La lumière du soleil filtrant à travers les rideaux usés de son modeste appartement d’une chambre jetait une douce lueur sur les aquarelles qui ornaient presque tous les murs.
À soixante-dix-huit ans, elle avait accumulé une vie d’œuvres — paysages, portraits, natures mortes — chacune racontant un chapitre de son autobiographie visuelle.
Elle se redressa lentement, grimaçant sous les protestations de ses doigts arthritiques.
L’horloge digitale sur sa table de chevet affichait 7 h 15.

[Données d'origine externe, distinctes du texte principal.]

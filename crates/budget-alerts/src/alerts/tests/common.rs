use std::collections::HashSet;
use std::sync::{Arc, Mutex};
use std::time::Duration;

use async_trait::async_trait;
use axum::response::Response;
use chrono::{DateTime, TimeZone, Utc};
use serde_json::Value;

use crate::alerts::composer::{AlertComposer, ComposerConfig, RenderContext};
use crate::alerts::dispatcher::{
    AlertSender, BulkDispatcher, DispatchConfig, SendError, WindowRateLimiter,
};
use crate::alerts::domain::{BudgetId, BudgetSnapshot, RecipientId};
use crate::alerts::ledger::{DispatchLedger, MemoryDispatchStore};
use crate::alerts::render::{MessageRenderer, RenderError, RenderedMessage, StandardRenderer};
use crate::alerts::service::{AlertComponents, AlertDispatchService, AlertPolicy};
use crate::alerts::token::{AccessTokenCodec, LinkSecret, DEFAULT_TOKEN_TTL_SECONDS};

pub(super) const SECRET: &str = "unit-test-link-secret";

pub(super) fn now() -> DateTime<Utc> {
    Utc.with_ymd_and_hms(2025, 3, 14, 9, 30, 0)
        .single()
        .expect("valid timestamp")
}

pub(super) fn snapshot(budget_id: i64, consumption: f64) -> BudgetSnapshot {
    BudgetSnapshot {
        budget_id: BudgetId(budget_id),
        category_name: "Groceries".to_string(),
        monthly_limit: 1000.0,
        consumption,
        thresholds: vec![500.0, 900.0],
        reference_month: "2025-03".to_string(),
        recipient_id: RecipientId(7),
        recipient_address: format!("owner{budget_id}@example.com"),
    }
}

pub(super) fn codec() -> AccessTokenCodec {
    AccessTokenCodec::new(
        LinkSecret::new(SECRET).expect("secret"),
        DEFAULT_TOKEN_TTL_SECONDS,
    )
}

pub(super) fn composer() -> AlertComposer {
    AlertComposer::new(
        ComposerConfig::new(
            Some("https://app.example.com/".to_string()),
            "/finance/budgets",
            "$",
        )
        .expect("composer config"),
    )
}

pub(super) fn components(policy: AlertPolicy) -> AlertComponents {
    AlertComponents {
        codec: codec(),
        composer: composer(),
        dispatcher: BulkDispatcher::new(DispatchConfig {
            concurrency: 2,
            stop_on_error: false,
        }),
        limiter: Arc::new(WindowRateLimiter::new(100, Duration::from_millis(10))),
        policy,
    }
}

pub(super) type TestService<T> = AlertDispatchService<MemoryDispatchStore, StandardRenderer, T>;

pub(super) fn build_service<T: AlertSender + 'static>(
    sender: Arc<T>,
    policy: AlertPolicy,
) -> (Arc<TestService<T>>, Arc<MemoryDispatchStore>) {
    let store = Arc::new(MemoryDispatchStore::default());
    let service = AlertDispatchService::new(
        DispatchLedger::new(store.clone()),
        Arc::new(StandardRenderer),
        sender,
        components(policy),
    );
    (Arc::new(service), store)
}

pub(super) fn message(subject: &str) -> RenderedMessage {
    RenderedMessage {
        subject: subject.to_string(),
        html: format!("<p>{subject}</p>"),
        text: subject.to_string(),
    }
}

/// Records every delivery; optionally fails for selected recipients.
#[derive(Default)]
pub(super) struct RecordingSender {
    deliveries: Mutex<Vec<(String, RenderedMessage)>>,
    failing: HashSet<String>,
    delay: Option<Duration>,
}

impl RecordingSender {
    pub(super) fn failing_for(recipients: &[&str]) -> Self {
        Self {
            failing: recipients.iter().map(|value| value.to_string()).collect(),
            ..Self::default()
        }
    }

    pub(super) fn with_delay(delay: Duration) -> Self {
        Self {
            delay: Some(delay),
            ..Self::default()
        }
    }

    pub(super) fn delayed(mut self, delay: Duration) -> Self {
        self.delay = Some(delay);
        self
    }

    pub(super) fn recipients(&self) -> Vec<String> {
        self.deliveries
            .lock()
            .expect("sender mutex poisoned")
            .iter()
            .map(|(recipient, _)| recipient.clone())
            .collect()
    }

    pub(super) fn messages(&self) -> Vec<RenderedMessage> {
        self.deliveries
            .lock()
            .expect("sender mutex poisoned")
            .iter()
            .map(|(_, message)| message.clone())
            .collect()
    }
}

#[async_trait]
impl AlertSender for RecordingSender {
    async fn send(&self, recipient: &str, message: &RenderedMessage) -> Result<(), SendError> {
        if let Some(delay) = self.delay {
            tokio::time::sleep(delay).await;
        }
        if self.failing.contains(recipient) {
            return Err(SendError::Transport("smtp connection reset".to_string()));
        }
        self.deliveries
            .lock()
            .expect("sender mutex poisoned")
            .push((recipient.to_string(), message.clone()));
        Ok(())
    }
}

/// Timestamps each send against the tokio clock.
#[derive(Default)]
pub(super) struct TimedSender {
    sent_at: Mutex<Vec<tokio::time::Instant>>,
}

impl TimedSender {
    pub(super) fn instants(&self) -> Vec<tokio::time::Instant> {
        self.sent_at.lock().expect("sender mutex poisoned").clone()
    }
}

#[async_trait]
impl AlertSender for TimedSender {
    async fn send(&self, _recipient: &str, _message: &RenderedMessage) -> Result<(), SendError> {
        self.sent_at
            .lock()
            .expect("sender mutex poisoned")
            .push(tokio::time::Instant::now());
        Ok(())
    }
}

pub(super) struct BrokenRenderer;

impl MessageRenderer for BrokenRenderer {
    fn render(&self, _context: &RenderContext) -> Result<RenderedMessage, RenderError> {
        Err(RenderError::Template {
            template: "budget-alert".to_string(),
            reason: "missing partial".to_string(),
        })
    }
}

pub(super) async fn read_json_body(response: Response) -> Value {
    let body = axum::body::to_bytes(response.into_body(), 64 * 1024)
        .await
        .expect("read body");
    serde_json::from_slice(&body).expect("json payload")
}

Un nouveau jour, une nouvelle bataille contre les limites du corps vieillissant. Mais aujourd’hui était un jour différent. Elle avait une mission.
Éléanor se dirigea vers la petite kitchenette, où elle mit la bouilloire en marche pour préparer son thé du matin.

En attendant que l’eau chauffe, elle ouvrit le placard au-dessus de l’évier et en sortit une vieille boîte à biscuits ornée d’images fanées des Highlands écossais.
À l’intérieur, soigneusement rangé et compté, se trouvait son « Fonds Sophia » — 275 dollars économisés en six mois de rigoureux budget, billet de cinq et de dix dollars après billet.
La remise des diplômes de sa petite-fille approchait, ainsi que son admission à la Rhode Island School of Design.
La bourse partielle obtenue par Sophia témoignait de son talent exceptionnel, mais ne couvrait pas les fournitures artistiques.
Éléanor savait trop bien combien le matériel professionnel pouvait être coûteux, et à quel point la qualité faisait la différence dans le développement d’un art.